- YOUR OBJECTIVE:
Taking the line with "pub fn send_to(&self, client_id: &str, packet: &Packet)" as the first and the line with "let t = &mut targets[i];" as the last, set down exactly every line in that range from the entries below, and no more.

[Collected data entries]
========================

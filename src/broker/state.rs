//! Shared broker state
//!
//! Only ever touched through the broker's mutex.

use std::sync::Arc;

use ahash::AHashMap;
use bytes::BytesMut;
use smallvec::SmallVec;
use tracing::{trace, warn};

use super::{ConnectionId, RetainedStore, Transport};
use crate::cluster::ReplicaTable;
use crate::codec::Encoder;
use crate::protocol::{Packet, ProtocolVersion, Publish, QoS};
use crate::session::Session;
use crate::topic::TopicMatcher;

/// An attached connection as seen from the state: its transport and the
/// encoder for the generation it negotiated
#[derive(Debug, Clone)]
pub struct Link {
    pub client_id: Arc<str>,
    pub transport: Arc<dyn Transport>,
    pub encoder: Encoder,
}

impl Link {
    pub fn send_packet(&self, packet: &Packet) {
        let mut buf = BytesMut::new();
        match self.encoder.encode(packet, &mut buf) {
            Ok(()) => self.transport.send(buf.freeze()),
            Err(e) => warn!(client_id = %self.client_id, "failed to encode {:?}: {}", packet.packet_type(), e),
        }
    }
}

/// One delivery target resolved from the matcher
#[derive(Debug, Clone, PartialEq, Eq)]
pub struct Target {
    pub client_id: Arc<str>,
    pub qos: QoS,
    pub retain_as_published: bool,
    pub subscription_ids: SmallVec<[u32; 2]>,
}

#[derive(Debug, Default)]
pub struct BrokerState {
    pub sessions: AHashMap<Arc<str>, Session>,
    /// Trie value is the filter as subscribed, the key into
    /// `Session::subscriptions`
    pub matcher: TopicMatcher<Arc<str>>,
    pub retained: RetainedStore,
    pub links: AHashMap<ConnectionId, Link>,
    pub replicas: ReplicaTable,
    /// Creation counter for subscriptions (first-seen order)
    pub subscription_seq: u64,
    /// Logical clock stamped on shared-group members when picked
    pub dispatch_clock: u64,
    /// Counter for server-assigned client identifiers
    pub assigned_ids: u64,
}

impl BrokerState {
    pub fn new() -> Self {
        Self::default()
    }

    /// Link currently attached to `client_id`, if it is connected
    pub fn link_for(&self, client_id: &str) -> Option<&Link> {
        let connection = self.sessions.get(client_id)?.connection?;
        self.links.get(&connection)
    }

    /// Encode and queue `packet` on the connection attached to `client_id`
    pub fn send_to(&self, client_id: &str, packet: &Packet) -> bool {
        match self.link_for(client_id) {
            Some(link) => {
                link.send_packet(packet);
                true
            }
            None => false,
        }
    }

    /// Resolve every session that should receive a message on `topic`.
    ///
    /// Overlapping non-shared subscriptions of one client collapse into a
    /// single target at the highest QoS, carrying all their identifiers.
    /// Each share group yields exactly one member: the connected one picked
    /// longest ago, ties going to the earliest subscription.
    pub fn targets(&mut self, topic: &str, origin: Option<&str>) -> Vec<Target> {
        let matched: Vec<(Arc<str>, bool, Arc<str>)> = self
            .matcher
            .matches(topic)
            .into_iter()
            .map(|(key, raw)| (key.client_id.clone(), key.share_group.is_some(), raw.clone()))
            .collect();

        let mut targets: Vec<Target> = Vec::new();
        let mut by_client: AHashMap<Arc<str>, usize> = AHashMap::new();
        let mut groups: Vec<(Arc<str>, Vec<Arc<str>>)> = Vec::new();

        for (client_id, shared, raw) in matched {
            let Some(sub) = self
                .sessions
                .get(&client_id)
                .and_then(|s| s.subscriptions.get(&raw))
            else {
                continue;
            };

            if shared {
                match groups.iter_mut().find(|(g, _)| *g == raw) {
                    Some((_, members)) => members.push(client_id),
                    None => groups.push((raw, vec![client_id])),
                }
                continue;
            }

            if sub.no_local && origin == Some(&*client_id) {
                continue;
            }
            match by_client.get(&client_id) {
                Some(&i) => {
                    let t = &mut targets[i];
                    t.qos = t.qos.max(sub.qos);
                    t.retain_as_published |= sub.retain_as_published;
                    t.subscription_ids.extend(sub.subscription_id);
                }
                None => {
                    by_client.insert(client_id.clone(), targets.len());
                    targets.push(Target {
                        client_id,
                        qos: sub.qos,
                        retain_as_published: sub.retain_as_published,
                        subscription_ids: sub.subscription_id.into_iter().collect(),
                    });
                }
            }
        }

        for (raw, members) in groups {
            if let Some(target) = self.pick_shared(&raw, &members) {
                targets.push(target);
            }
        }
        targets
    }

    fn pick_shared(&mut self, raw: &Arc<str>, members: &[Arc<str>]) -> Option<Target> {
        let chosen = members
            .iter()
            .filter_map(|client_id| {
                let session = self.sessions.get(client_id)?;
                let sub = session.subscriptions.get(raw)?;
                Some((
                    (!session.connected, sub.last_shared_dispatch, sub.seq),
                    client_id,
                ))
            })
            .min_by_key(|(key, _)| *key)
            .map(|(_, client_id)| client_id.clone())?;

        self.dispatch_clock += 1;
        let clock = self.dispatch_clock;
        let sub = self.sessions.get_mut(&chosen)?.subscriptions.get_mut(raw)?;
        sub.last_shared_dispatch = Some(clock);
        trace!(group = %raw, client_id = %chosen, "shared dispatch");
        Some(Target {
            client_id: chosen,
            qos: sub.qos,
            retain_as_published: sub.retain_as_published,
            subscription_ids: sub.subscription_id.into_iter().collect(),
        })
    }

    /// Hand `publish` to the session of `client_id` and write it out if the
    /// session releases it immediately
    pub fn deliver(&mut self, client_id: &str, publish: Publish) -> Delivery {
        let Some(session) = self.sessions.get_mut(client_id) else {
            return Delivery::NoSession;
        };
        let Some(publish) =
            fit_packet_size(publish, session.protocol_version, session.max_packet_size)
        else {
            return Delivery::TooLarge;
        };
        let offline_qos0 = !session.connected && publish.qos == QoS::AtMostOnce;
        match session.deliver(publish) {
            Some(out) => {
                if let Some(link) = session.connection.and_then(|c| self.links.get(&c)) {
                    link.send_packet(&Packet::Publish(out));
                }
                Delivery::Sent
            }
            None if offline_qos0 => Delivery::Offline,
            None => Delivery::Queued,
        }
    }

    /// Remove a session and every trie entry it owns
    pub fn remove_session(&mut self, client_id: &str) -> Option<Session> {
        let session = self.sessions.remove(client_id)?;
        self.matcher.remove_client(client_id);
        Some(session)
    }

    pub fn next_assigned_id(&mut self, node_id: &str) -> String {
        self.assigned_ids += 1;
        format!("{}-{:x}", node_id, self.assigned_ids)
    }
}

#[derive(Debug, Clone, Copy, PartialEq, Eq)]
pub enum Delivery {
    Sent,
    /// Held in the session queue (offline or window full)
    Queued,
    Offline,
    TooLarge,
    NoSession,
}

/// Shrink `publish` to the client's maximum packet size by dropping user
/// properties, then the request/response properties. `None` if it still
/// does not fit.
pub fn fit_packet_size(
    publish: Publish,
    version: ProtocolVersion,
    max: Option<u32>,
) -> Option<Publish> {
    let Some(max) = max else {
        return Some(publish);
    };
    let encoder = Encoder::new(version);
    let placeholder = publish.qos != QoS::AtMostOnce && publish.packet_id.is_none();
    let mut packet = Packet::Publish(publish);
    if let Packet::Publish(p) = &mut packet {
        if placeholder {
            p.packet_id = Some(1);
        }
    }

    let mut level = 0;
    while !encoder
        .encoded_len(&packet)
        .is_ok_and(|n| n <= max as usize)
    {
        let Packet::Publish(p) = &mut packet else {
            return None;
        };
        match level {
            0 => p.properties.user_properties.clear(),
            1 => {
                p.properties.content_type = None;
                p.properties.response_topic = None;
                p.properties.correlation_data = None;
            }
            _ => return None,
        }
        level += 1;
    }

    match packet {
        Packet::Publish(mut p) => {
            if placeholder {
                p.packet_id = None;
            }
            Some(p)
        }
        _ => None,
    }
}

========================

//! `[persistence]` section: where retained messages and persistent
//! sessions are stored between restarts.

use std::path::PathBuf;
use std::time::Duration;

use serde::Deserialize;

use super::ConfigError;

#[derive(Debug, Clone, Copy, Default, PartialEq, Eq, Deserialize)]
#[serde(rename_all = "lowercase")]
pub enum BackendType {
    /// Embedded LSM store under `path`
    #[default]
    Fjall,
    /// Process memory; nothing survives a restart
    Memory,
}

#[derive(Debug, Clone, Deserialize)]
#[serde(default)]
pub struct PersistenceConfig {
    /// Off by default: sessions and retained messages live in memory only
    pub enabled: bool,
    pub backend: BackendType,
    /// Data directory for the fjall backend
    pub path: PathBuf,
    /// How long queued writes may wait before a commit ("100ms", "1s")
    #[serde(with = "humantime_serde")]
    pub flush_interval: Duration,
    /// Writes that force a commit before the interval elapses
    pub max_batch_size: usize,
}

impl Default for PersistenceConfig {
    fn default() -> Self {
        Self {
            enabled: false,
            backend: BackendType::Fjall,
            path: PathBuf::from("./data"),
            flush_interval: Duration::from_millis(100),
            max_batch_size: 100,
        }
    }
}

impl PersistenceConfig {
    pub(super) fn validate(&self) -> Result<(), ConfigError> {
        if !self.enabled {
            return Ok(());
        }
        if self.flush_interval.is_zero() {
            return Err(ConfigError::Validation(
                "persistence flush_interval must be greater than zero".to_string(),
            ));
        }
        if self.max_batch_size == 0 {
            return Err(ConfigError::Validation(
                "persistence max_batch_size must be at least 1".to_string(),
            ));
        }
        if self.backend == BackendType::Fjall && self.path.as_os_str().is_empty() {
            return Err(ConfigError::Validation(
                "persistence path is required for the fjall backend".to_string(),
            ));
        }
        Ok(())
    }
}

========================

- ANSWER:
    pub fn send_to(&self, client_id: &str, packet: &Packet) -> bool {
        match self.link_for(client_id) {
            Some(link) => {
                link.send_packet(packet);
                true
            }
            None => false,
        }
    }

    /// Resolve every session that should receive a message on `topic`.
    ///
    /// Overlapping non-shared subscriptions of one client collapse into a
    /// single target at the highest QoS, carrying all their identifiers.
    /// Each share group yields exactly one member: the connected one picked
    /// longest ago, ties going to the earliest subscription.
    pub fn targets(&mut self, topic: &str, origin: Option<&str>) -> Vec<Target> {
        let matched: Vec<(Arc<str>, bool, Arc<str>)> = self
            .matcher
            .matches(topic)
            .into_iter()
            .map(|(key, raw)| (key.client_id.clone(), key.share_group.is_some(), raw.clone()))
            .collect();

        let mut targets: Vec<Target> = Vec::new();
        let mut by_client: AHashMap<Arc<str>, usize> = AHashMap::new();
        let mut groups: Vec<(Arc<str>, Vec<Arc<str>>)> = Vec::new();

        for (client_id, shared, raw) in matched {
            let Some(sub) = self
                .sessions
                .get(&client_id)
                .and_then(|s| s.subscriptions.get(&raw))
            else {
                continue;
            };

            if shared {
                match groups.iter_mut().find(|(g, _)| *g == raw) {
                    Some((_, members)) => members.push(client_id),
                    None => groups.push((raw, vec![client_id])),
                }
                continue;
            }

            if sub.no_local && origin == Some(&*client_id) {
                continue;
            }
            match by_client.get(&client_id) {
                Some(&i) => {
                    let t = &mut targets[i];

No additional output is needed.